● WHAT IS REQUIRED
Output the listing below verbatim, from its first line to its last.

● RECORDS FOR THE TASK
-------------------------

//! Domain event mechanics: envelopes, buses, sagas.
//!
//! No business rules live here — this crate only defines how events are
//! described, wrapped, distributed, and reacted to.

pub mod bus;
pub mod envelope;
pub mod event;
pub mod handler;
pub mod in_memory_bus;
pub mod saga;

pub use bus::{EventBus, Subscription};
pub use envelope::EventEnvelope;
pub use event::Event;
pub use handler::execute;
pub use in_memory_bus::InMemoryEventBus;
pub use saga::{Saga, SagaAction};
use serde_json::Value as JsonValue;
use thiserror::Error;

use stockflow_core::TenantId;
use stockflow_events::EventEnvelope;
use stockflow_orders::SalesOrderId;
use stockflow_picking::{PickListEvent, PickListId, PickListStatus};

use crate::projections::cursors::{CursorCheck, CursorMap};
use crate::read_model::TenantStore;

pub const AGGREGATE_TYPE: &str = "picking.pick_list";

#[derive(Debug, Clone, PartialEq, Eq)]
pub struct PickItemReadModel {
    pub line_no: u32,
    pub sales_order_line_no: Option<u32>,
    pub item_name: String,
    pub requested_quantity: u32,
    pub picked_quantity: u32,
}

#[derive(Debug, Clone, PartialEq, Eq)]
pub struct PickListReadModel {
    pub pick_list_id: PickListId,
    pub display_id: String,
    pub status: PickListStatus,
    pub sales_order_id: Option<SalesOrderId>,
    pub items: Vec<PickItemReadModel>,
}

impl PickListReadModel {
    fn empty(pick_list_id: PickListId) -> Self {
        Self {
            pick_list_id,
            display_id: String::new(),
            status: PickListStatus::Draft,
            sales_order_id: None,
            items: Vec::new(),
        }
    }
}

#[derive(Debug, Error)]
pub enum PickListProjectionError {
    #[error("failed to deserialize pick list event: {0}")]
    Deserialize(String),
    #[error("tenant isolation violation: {0}")]
    TenantIsolation(String),
    #[error("non-monotonic sequence number (last={last}, found={found})")]
    NonMonotonicSequence { last: u64, found: u64 },
}

#[derive(Debug)]
pub struct PickListsProjection<S>
where
    S: TenantStore<PickListId, PickListReadModel>,
{
    store: S,
    cursors: CursorMap,
}

impl<S> PickListsProjection<S>
where
    S: TenantStore<PickListId, PickListReadModel>,
{
    pub fn new(store: S) -> Self {
        Self {
            store,
            cursors: CursorMap::new(),
        }
    }

    pub fn get(&self, tenant_id: TenantId, pick_list_id: &PickListId) -> Option<PickListReadModel> {
        self.store.get(tenant_id, pick_list_id)
    }

    pub fn list(&self, tenant_id: TenantId) -> Vec<PickListReadModel> {
        self.store.list(tenant_id)
    }

    pub fn apply_envelope(
        &self,
        envelope: &EventEnvelope<JsonValue>,
    ) -> Result<(), PickListProjectionError> {
        if envelope.aggregate_type() != AGGREGATE_TYPE {
            return Ok(());
        }

        let tenant_id = envelope.tenant_id();
        let aggregate_id = envelope.aggregate_id();
        let seq = envelope.sequence_number();

        match self.cursors.check(tenant_id, aggregate_id, seq) {
            CursorCheck::Duplicate => return Ok(()),
            CursorCheck::Gap { last, found } => {
                return Err(PickListProjectionError::NonMonotonicSequence { last, found });
            }
            CursorCheck::Apply => {}
        }

        let ev: PickListEvent = serde_json::from_value(envelope.payload().clone())
            .map_err(|e| PickListProjectionError::Deserialize(e.to_string()))?;

        let (event_tenant, pick_list_id) = match &ev {
            PickListEvent::PickListCreated(e) => (e.tenant_id, e.pick_list_id),
            PickListEvent::PickItemAdded(e) => (e.tenant_id, e.pick_list_id),
            PickListEvent::ItemPicked(e) => (e.tenant_id, e.pick_list_id),
            PickListEvent::PickListStatusChanged(e) => (e.tenant_id, e.pick_list_id),
        };

        if event_tenant != tenant_id {
            return Err(PickListProjectionError::TenantIsolation(
                "event tenant_id does not match envelope tenant_id".to_string(),
            ));
        }
        if pick_list_id.0 != aggregate_id {
            return Err(PickListProjectionError::TenantIsolation(
                "event pick_list_id does not match envelope aggregate_id".to_string(),
            ));
        }

        let mut rm = self
            .store
            .get(tenant_id, &pick_list_id)
            .unwrap_or_else(|| PickListReadModel::empty(pick_list_id));

        match ev {
            PickListEvent::PickListCreated(e) => {
                rm = PickListReadModel::empty(e.pick_list_id);
                rm.display_id = e.display_id;
                rm.sales_order_id = e.sales_order_id;
            }
            PickListEvent::PickItemAdded(e) => {
                rm.items.push(PickItemReadModel {
                    line_no: e.line_no,
                    sales_order_line_no: e.sales_order_line_no,
                    item_name: e.item_name,
                    requested_quantity: e.requested_quantity,
                    picked_quantity: 0,
                });
            }
            PickListEvent::ItemPicked(e) => {
                if let Some(item) = rm.items.iter_mut().find(|i| i.line_no == e.line_no) {
                    item.picked_quantity = e.picked_quantity;
                }
            }
            PickListEvent::PickListStatusChanged(e) => {
                rm.status = e.to;
            }
        }

        self.store.upsert(tenant_id, pick_list_id, rm);
        self.cursors.advance(tenant_id, aggregate_id, seq);
        Ok(())
    }
}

-------------------------

● EXERCISE RESULT
//! Domain event mechanics: envelopes, buses, sagas.
//!
//! No business rules live here — this crate only defines how events are
//! described, wrapped, distributed, and reacted to.

pub mod bus;
pub mod envelope;
pub mod event;
pub mod handler;
pub mod in_memory_bus;
pub mod saga;

pub use bus::{EventBus, Subscription};
pub use envelope::EventEnvelope;
pub use event::Event;
pub use handler::execute;
pub use in_memory_bus::InMemoryEventBus;
pub use saga::{Saga, SagaAction};
use serde_json::Value as JsonValue;
use thiserror::Error;

use stockflow_core::TenantId;
use stockflow_events::EventEnvelope;
use stockflow_orders::SalesOrderId;
use stockflow_picking::{PickListEvent, PickListId, PickListStatus};

use crate::projections::cursors::{CursorCheck, CursorMap};
use crate::read_model::TenantStore;

pub const AGGREGATE_TYPE: &str = "picking.pick_list";

#[derive(Debug, Clone, PartialEq, Eq)]
pub struct PickItemReadModel {
    pub line_no: u32,
    pub sales_order_line_no: Option<u32>,
    pub item_name: String,
    pub requested_quantity: u32,
    pub picked_quantity: u32,
}

#[derive(Debug, Clone, PartialEq, Eq)]
pub struct PickListReadModel {
    pub pick_list_id: PickListId,
    pub display_id: String,
    pub status: PickListStatus,
    pub sales_order_id: Option<SalesOrderId>,
    pub items: Vec<PickItemReadModel>,
}

impl PickListReadModel {
    fn empty(pick_list_id: PickListId) -> Self {
        Self {
            pick_list_id,
            display_id: String::new(),
            status: PickListStatus::Draft,
            sales_order_id: None,
            items: Vec::new(),
        }
    }
}

#[derive(Debug, Error)]
pub enum PickListProjectionError {
    #[error("failed to deserialize pick list event: {0}")]
    Deserialize(String),
    #[error("tenant isolation violation: {0}")]
    TenantIsolation(String),
    #[error("non-monotonic sequence number (last={last}, found={found})")]
    NonMonotonicSequence { last: u64, found: u64 },
}

#[derive(Debug)]
pub struct PickListsProjection<S>
where
    S: TenantStore<PickListId, PickListReadModel>,
{
    store: S,
    cursors: CursorMap,
}

impl<S> PickListsProjection<S>
where
    S: TenantStore<PickListId, PickListReadModel>,
{
    pub fn new(store: S) -> Self {
        Self {
            store,
            cursors: CursorMap::new(),
        }
    }

    pub fn get(&self, tenant_id: TenantId, pick_list_id: &PickListId) -> Option<PickListReadModel> {
        self.store.get(tenant_id, pick_list_id)
    }

    pub fn list(&self, tenant_id: TenantId) -> Vec<PickListReadModel> {
        self.store.list(tenant_id)
    }

    pub fn apply_envelope(
        &self,
        envelope: &EventEnvelope<JsonValue>,
    ) -> Result<(), PickListProjectionError> {
        if envelope.aggregate_type() != AGGREGATE_TYPE {
            return Ok(());
        }

        let tenant_id = envelope.tenant_id();
        let aggregate_id = envelope.aggregate_id();
        let seq = envelope.sequence_number();

        match self.cursors.check(tenant_id, aggregate_id, seq) {
            CursorCheck::Duplicate => return Ok(()),
            CursorCheck::Gap { last, found } => {
                return Err(PickListProjectionError::NonMonotonicSequence { last, found });
            }
            CursorCheck::Apply => {}
        }

        let ev: PickListEvent = serde_json::from_value(envelope.payload().clone())
            .map_err(|e| PickListProjectionError::Deserialize(e.to_string()))?;

        let (event_tenant, pick_list_id) = match &ev {
            PickListEvent::PickListCreated(e) => (e.tenant_id, e.pick_list_id),
            PickListEvent::PickItemAdded(e) => (e.tenant_id, e.pick_list_id),
            PickListEvent::ItemPicked(e) => (e.tenant_id, e.pick_list_id),
            PickListEvent::PickListStatusChanged(e) => (e.tenant_id, e.pick_list_id),
        };

        if event_tenant != tenant_id {
            return Err(PickListProjectionError::TenantIsolation(
                "event tenant_id does not match envelope tenant_id".to_string(),
            ));
        }
        if pick_list_id.0 != aggregate_id {
            return Err(PickListProjectionError::TenantIsolation(
                "event pick_list_id does not match envelope aggregate_id".to_string(),
            ));
        }

        let mut rm = self
            .store
            .get(tenant_id, &pick_list_id)
            .unwrap_or_else(|| PickListReadModel::empty(pick_list_id));

        match ev {
            PickListEvent::PickListCreated(e) => {
                rm = PickListReadModel::empty(e.pick_list_id);
                rm.display_id = e.display_id;
                rm.sales_order_id = e.sales_order_id;
            }
            PickListEvent::PickItemAdded(e) => {
                rm.items.push(PickItemReadModel {
                    line_no: e.line_no,
                    sales_order_line_no: e.sales_order_line_no,
                    item_name: e.item_name,
                    requested_quantity: e.requested_quantity,
                    picked_quantity: 0,
                });
            }
            PickListEvent::ItemPicked(e) => {
                if let Some(item) = rm.items.iter_mut().find(|i| i.line_no == e.line_no) {
                    item.picked_quantity = e.picked_quantity;
                }
            }
            PickListEvent::PickListStatusChanged(e) => {
                rm.status = e.to;
            }
        }

        self.store.upsert(tenant_id, pick_list_id, rm);
        self.cursors.advance(tenant_id, aggregate_id, seq);
        Ok(())
    }
}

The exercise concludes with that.